After around 2 hours of the Tivo being turned on the picture to the TV will just cut out. you can still control the Tivo as i can change the channel on my STB with Tivo and can go into TiVo menus but i just can't see anything.

When I press AUX on the remote i see the STB picture so its still going to the Tivo.

The only way i found to get it back normal is to unplug the Tivo at the mains and leave off for an hour then it's back to normal on power up but only lasts another few hours until the picture disappears agen.

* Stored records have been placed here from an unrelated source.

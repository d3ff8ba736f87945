//! Airtable storage backend (legacy)

use async_trait::async_trait;
use chrono::{DateTime, Utc};
use reqwest::{Client, Method, RequestBuilder};
use sdr_core::{Account, AccountKey, AirtableConfig, ResearchRecord, SdrError, SdrResult};
use serde::Deserialize;
use serde_json::{json, Map, Value};
use tracing::{debug, instrument};

use super::{employee_count, text_value, StorageBackend};

const BACKEND: &str = "airtable";

#[derive(Debug, Deserialize)]
struct RecordPage {
    #[serde(default)]
    records: Vec<AirtableRecord>,
    offset: Option<String>,
}

#[derive(Debug, Deserialize)]
struct AirtableRecord {
    id: String,
    #[serde(default, rename = "createdTime")]
    created_time: Option<DateTime<Utc>>,
    #[serde(default)]
    fields: Map<String, Value>,
}

impl AirtableRecord {
    fn text(&self, field: &str) -> Option<String> {
        self.fields.get(field).and_then(text_value)
    }

    fn timestamp(&self, field: &str) -> Option<DateTime<Utc>> {
        self.text(field)
            .and_then(|s| DateTime::parse_from_rfc3339(&s).ok())
            .map(|dt| dt.with_timezone(&Utc))
    }

    fn into_account(self) -> Account {
        Account {
            industry: self.text("Industry"),
            location: self.text("HQ Location"),
            employees: self.fields.get("Employee Count").and_then(employee_count),
            revenue: self.text("Revenue"),
            website: self.text("Website"),
            description: self.text("Description"),
            ..Account::new(self.id.clone(), self.text("Name").unwrap_or_default())
        }
    }

    fn into_research(self) -> ResearchRecord {
        let created_at = self
            .timestamp("Created At")
            .or(self.created_time)
            .unwrap_or_else(Utc::now);
        ResearchRecord {
            id: Some(self.id.clone()),
            account_id: self.text("Account ID").unwrap_or_default(),
            account_name: self.text("Account Name").unwrap_or_default(),
            industry_insights: self.text("Industry Insights").unwrap_or_default(),
            company_insights: self.text("Company Insights").unwrap_or_default(),
            vision_insights: self.text("Vision Insights").unwrap_or_default(),
            talk_track: self.text("Recommended Talk Track").unwrap_or_default(),
            created_by: self.text("Created By"),
            created_at,
            updated_at: self.timestamp("Updated At").unwrap_or(created_at),
        }
    }
}

/// Cell values written for a research record
///
/// `Created At` is only sent on insert; `Created By` whenever it is set.
fn research_fields(record: &ResearchRecord, include_created: bool) -> Map<String, Value> {
    let mut fields = Map::new();
    fields.insert("Account ID".into(), json!(record.account_id));
    fields.insert("Account Name".into(), json!(record.account_name));
    fields.insert("Industry Insights".into(), json!(record.industry_insights));
    fields.insert("Company Insights".into(), json!(record.company_insights));
    fields.insert("Vision Insights".into(), json!(record.vision_insights));
    fields.insert("Recommended Talk Track".into(), json!(record.talk_track));
    fields.insert("Updated At".into(), json!(record.updated_at.to_rfc3339()));
    if include_created {
        fields.insert("Created At".into(), json!(record.created_at.to_rfc3339()));
    }
    if let Some(created_by) = &record.created_by {
        fields.insert("Created By".into(), json!(created_by));
    }
    fields
}

/// `filterByFormula` expression matching the account key
fn key_formula(key: &AccountKey) -> String {
    let (field, value) = match key {
        AccountKey::Id(id) => ("Account ID", id),
        AccountKey::Name(name) => ("Account Name", name),
    };
    let escaped = value.replace('\\', "\\\\").replace('\'', "\\'");
    format!("{{{}}}='{}'", field, escaped)
}

pub struct AirtableBackend {
    client: Client,
    api_key: String,
    base_url: String,
    accounts_table: String,
    research_table: String,
}

impl AirtableBackend {
    pub fn new(config: &AirtableConfig) -> Self {
        Self {
            client: Client::new(),
            api_key: config.api_key.clone(),
            base_url: format!("{}/{}", config.api_base, config.base_id),
            accounts_table: config.accounts_table.clone(),
            research_table: config.research_table.clone(),
        }
    }

    fn request(&self, method: Method, path: &str) -> RequestBuilder {
        self.client
            .request(method, format!("{}/{}", self.base_url, path))
            .header("Authorization", format!("Bearer {}", self.api_key))
    }

    async fn execute(&self, request: RequestBuilder) -> SdrResult<String> {
        let response = request
            .send()
            .await
            .map_err(|e| SdrError::storage(BACKEND, format!("request failed: {}", e)))?;

        let status = response.status();
        let body = response
            .text()
            .await
            .map_err(|e| SdrError::storage(BACKEND, format!("failed to read response: {}", e)))?;

        if !status.is_success() {
            return Err(SdrError::storage(BACKEND, format!("HTTP {}: {}", status, body)));
        }
        Ok(body)
    }

    /// Fetch every record of a table, following `offset` pagination
    async fn list_records(
        &self,
        table: &str,
        formula: Option<&str>,
    ) -> SdrResult<Vec<AirtableRecord>> {
        let mut records = Vec::new();
        let mut offset: Option<String> = None;

        loop {
            let mut query: Vec<(&str, &str)> = Vec::new();
            if let Some(formula) = formula {
                query.push(("filterByFormula", formula));
            }
            if let Some(offset) = offset.as_deref() {
                query.push(("offset", offset));
            }

            let body = self
                .execute(self.request(Method::GET, table).query(&query))
                .await?;
            let page: RecordPage = serde_json::from_str(&body)
                .map_err(|e| SdrError::parse(format!("Failed to parse Airtable page: {}", e)))?;

            records.extend(page.records);
            match page.offset {
                Some(next) => offset = Some(next),
                None => break,
            }
        }

        debug!("Fetched {} records from {}", records.len(), table);
        Ok(records)
    }
}

#[async_trait]
impl StorageBackend for AirtableBackend {
    fn name(&self) -> &'static str {
        BACKEND
    }

    #[instrument(skip(self))]
    async fn list_accounts(&self) -> SdrResult<Vec<Account>> {
        let records = self.list_records(&self.accounts_table, None).await?;
        Ok(records.into_iter().map(AirtableRecord::into_account).collect())
    }

    #[instrument(skip(self))]
    async fn find_research(&self, key: &AccountKey) -> SdrResult<Option<ResearchRecord>> {
        let formula = key_formula(key);
        let records = self
            .list_records(&self.research_table, Some(&formula))
            .await?;
        Ok(records.into_iter().next().map(AirtableRecord::into_research))
    }

    #[instrument(skip(self, record), fields(account = %record.account_name))]
    async fn insert_research(&self, record: &ResearchRecord) -> SdrResult<()> {
        let body = json!({ "fields": research_fields(record, true) });
        let request = self.request(Method::POST, &self.research_table).json(&body);
        self.execute(request).await?;
        Ok(())
    }

    #[instrument(skip(self, record), fields(account = %record.account_name))]
    async fn update_research(&self, record_id: &str, record: &ResearchRecord) -> SdrResult<()> {
        let body = json!({ "fields": research_fields(record, false) });
        let path = format!("{}/{}", self.research_table, record_id);
        let request = self.request(Method::PATCH, &path).json(&body);
        self.execute(request).await?;
        Ok(())
    }
}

Any suggestions what i could to or what it could be as it is now making me relluctant to use it due to consantly hard reseting it.


----------



## Automan (Oct 29, 2000)

Hi, Is it a standard model with original hard drive or has it been upgraded?

I would suspect the Power Supply Unit in Tivo is sick...

These can be obtained from http://www.tivoland.com (Under Spares).

Automan.


----------



## need_TiVo_help (Nov 29, 2005)

Hi,

Thanks for the help. The TiVo in question is all Standard issue so old PSU and everything, nothing has been upgraded.

Any other suggestions before i try a new PSU ?


----------



## dave99 (Oct 30, 2002)

I guess you could check if the fan is running or clogged up with fluff?


----------



## need_TiVo_help (Nov 29, 2005)

hey guys,
update to my problem is i opened up the tivo and there was no visible probs and no dust in fan. Bought a new PSU from Tivoland as suggested and have now fitted it and the Tivo now seems to be working great! Been going 4 hours so far, hopefully carries on that way touch wood.

Further update, Tivo has gone off again as it was before so the new PSU has not helped so now i don't know what to do with it.


----------



## healeydave (Jun 4, 2003)

need_TiVo_help said:


> Hey guys i've been using my new TiVo for about 3 weeks now and i have it hooked up to my NTL Digital STB and it was all working fine until xmas when i started getting a problem.


Go back to the Seller?

It sounds like perhaps one of the IC's on the Tivo's Mpeg side is overheating by what you describe above which is a fairly major repair!

I'm guessing if you add the price paid to an estimated £80+ mobo repair, you may be better off getting a refund and investing in a unit with warranty!?


----------